WORK TO COMPLETE –
Of the entries below, copy only those lines that contain the word "form".

[Extracted records]
-- Opening Marker --

//! Document tree produced from markdown and mutated by processors.

/// A node in the document tree.
#[derive(Clone, Debug, PartialEq, Eq)]
pub enum Node {
    /// Structural element (`p`, `table`, `a`, ...).
    Element(Element),
    /// Plain text, escaped on output.
    Text(String),
    /// Raw HTML from the source, emitted verbatim.
    Html(String),
}

impl Node {
    /// Create a text node.
    #[must_use]
    pub fn text(text: impl Into<String>) -> Self {
        Self::Text(text.into())
    }

    /// Borrow the element if this node is one.
    #[must_use]
    pub fn as_element(&self) -> Option<&Element> {
        match self {
            Self::Element(element) => Some(element),
            Self::Text(_) | Self::Html(_) => None,
        }
    }

    /// Mutably borrow the element if this node is one.
    pub fn as_element_mut(&mut self) -> Option<&mut Element> {
        match self {
            Self::Element(element) => Some(element),
            Self::Text(_) | Self::Html(_) => None,
        }
    }

    /// Borrow the text if this node is a text node.
    #[must_use]
    pub fn as_text(&self) -> Option<&str> {
        match self {
            Self::Text(text) => Some(text),
            Self::Element(_) | Self::Html(_) => None,
        }
    }

    /// Whether this node is an element with the given tag.
    #[must_use]
    pub fn is_element(&self, tag: &str) -> bool {
        self.as_element().is_some_and(|e| e.tag == tag)
    }
}

impl From<Element> for Node {
    fn from(element: Element) -> Self {
        Self::Element(element)
    }
}

/// An element with ordered attributes and children.
///
/// # Example
///
/// ```
/// use mdx_renderer::{Element, Node};
///
/// let link = Element::new("a").with_attr("href", "#fig:a").with_text("fig.");
/// assert_eq!(link.get("href"), Some("#fig:a"));
/// assert_eq!(link.text_content(), "fig.");
/// ```
#[derive(Clone, Debug, Default, PartialEq, Eq)]
pub struct Element {
    /// Tag name.
    pub tag: String,
    /// Attributes in insertion order.
    pub attrs: Vec<(String, String)>,
    /// Child nodes.
    pub children: Vec<Node>,
}

impl Element {
    /// Create an empty element.
    #[must_use]
    pub fn new(tag: impl Into<String>) -> Self {
        Self {
            tag: tag.into(),
            attrs: Vec::new(),
            children: Vec::new(),
        }
    }

    /// Builder form of [`set`](Self::set).
    #[must_use]
    pub fn with_attr(mut self, key: impl Into<String>, value: impl Into<String>) -> Self {
        self.set(key, value);
        self
    }

    /// Builder form of [`push`](Self::push).
    #[must_use]
    pub fn with_child(mut self, node: impl Into<Node>) -> Self {
        self.push(node);
        self
    }

    /// Builder form of [`push_text`](Self::push_text).
    #[must_use]
    pub fn with_text(mut self, text: &str) -> Self {
        self.push_text(text);
        self
    }

    /// Get an attribute value.
    #[must_use]
    pub fn get(&self, key: &str) -> Option<&str> {
        self.attrs
            .iter()
            .find(|(k, _)| k == key)
            .map(|(_, v)| v.as_str())
    }

    /// Set an attribute, replacing an existing value in place.
    pub fn set(&mut self, key: impl Into<String>, value: impl Into<String>) {
        let key = key.into();
        let value = value.into();
        if let Some(slot) = self.attrs.iter_mut().find(|(k, _)| *k == key) {
            slot.1 = value;
        } else {
            self.attrs.push((key, value));
        }
    }

    /// Append a child. Adjacent text nodes are merged.
    pub fn push(&mut self, node: impl Into<Node>) {
        match node.into() {
            Node::Text(text) => self.push_text(&text),
            node => self.children.push(node),
        }
    }

    /// Append text, merging with a trailing text node. Empty text is ignored.
    pub fn push_text(&mut self, text: &str) {
        if text.is_empty() {
            return;
        }
        if let Some(Node::Text(last)) = self.children.last_mut() {
            last.push_str(text);
        } else {
            self.children.push(Node::Text(text.to_owned()));
        }
    }

    /// Insert a child at `index`.
    pub fn insert(&mut self, index: usize, node: impl Into<Node>) {
        self.children.insert(index, node.into());
    }

    /// Whether any direct child is an element with the given tag.
    #[must_use]
    pub fn has_child(&self, tag: &str) -> bool {
        self.children.iter().any(|c| c.is_element(tag))
    }

    /// Text of the leading text node, if the element starts with one.
    #[must_use]
    pub fn leading_text(&self) -> Option<&str> {
        self.children.first().and_then(Node::as_text)
    }

    /// Concatenated text of all descendant text nodes.
    #[must_use]
    pub fn text_content(&self) -> String {
        let mut out = String::new();
        collect_text(self, &mut out);
        out
    }
}

fn collect_text(element: &Element, out: &mut String) {
    for child in &element.children {
        match child {
            Node::Text(text) => out.push_str(text),
            Node::Element(e) => collect_text(e, out),
            Node::Html(_) => {}
        }
    }
}

#[cfg(test)]
mod tests {
    use super::*;
    use pretty_assertions::assert_eq;

    #[test]
    fn test_set_replaces_in_place() {
        let mut el = Element::new("table").with_attr("id", "a").with_attr("class", "x");
        el.set("id", "b");
        assert_eq!(
            el.attrs,
            vec![
                ("id".to_owned(), "b".to_owned()),
                ("class".to_owned(), "x".to_owned())
            ]
        );
    }

    #[test]
    fn test_push_merges_text() {
        let mut el = Element::new("p");
        el.push_text("Hello");
        el.push(Node::text(", "));
        el.push_text("world");
        assert_eq!(el.children, vec![Node::text("Hello, world")]);
    }

    #[test]
    fn test_push_ignores_empty_text() {
        let mut el = Element::new("span");
        el.push_text("");
        assert!(el.children.is_empty());
    }

    #[test]
    fn test_push_keeps_text_after_element_separate() {
        let el = Element::new("p")
            .with_text("a")
            .with_child(Element::new("em").with_text("b"))
            .with_text("c");
        assert_eq!(el.children.len(), 3);
        assert_eq!(el.text_content(), "abc");
    }

    #[test]
    fn test_has_child() {
        let table = Element::new("table").with_child(Element::new("caption"));
        assert!(table.has_child("caption"));
        assert!(!table.has_child("thead"));
    }

    #[test]
    fn test_leading_text() {
        let p = Element::new("p").with_text("Table: x");
        assert_eq!(p.leading_text(), Some("Table: x"));

        let p = Element::new("p").with_child(Element::new("em").with_text("Table:"));
        assert_eq!(p.leading_text(), None);
    }

    #[test]
    fn test_node_accessors() {
        let node = Node::from(Element::new("table"));
        assert!(node.is_element("table"));
        assert!(!node.is_element("p"));
        assert_eq!(node.as_text(), None);
        assert_eq!(Node::Html("<br>".to_owned()).as_element(), None);
    }
}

-- Closing Marker --

RESPONSE TO THIS EXERCISE –
    /// Builder form of [`set`](Self::set).
    /// Builder form of [`push`](Self::push).
    /// Builder form of [`push_text`](Self::push_text).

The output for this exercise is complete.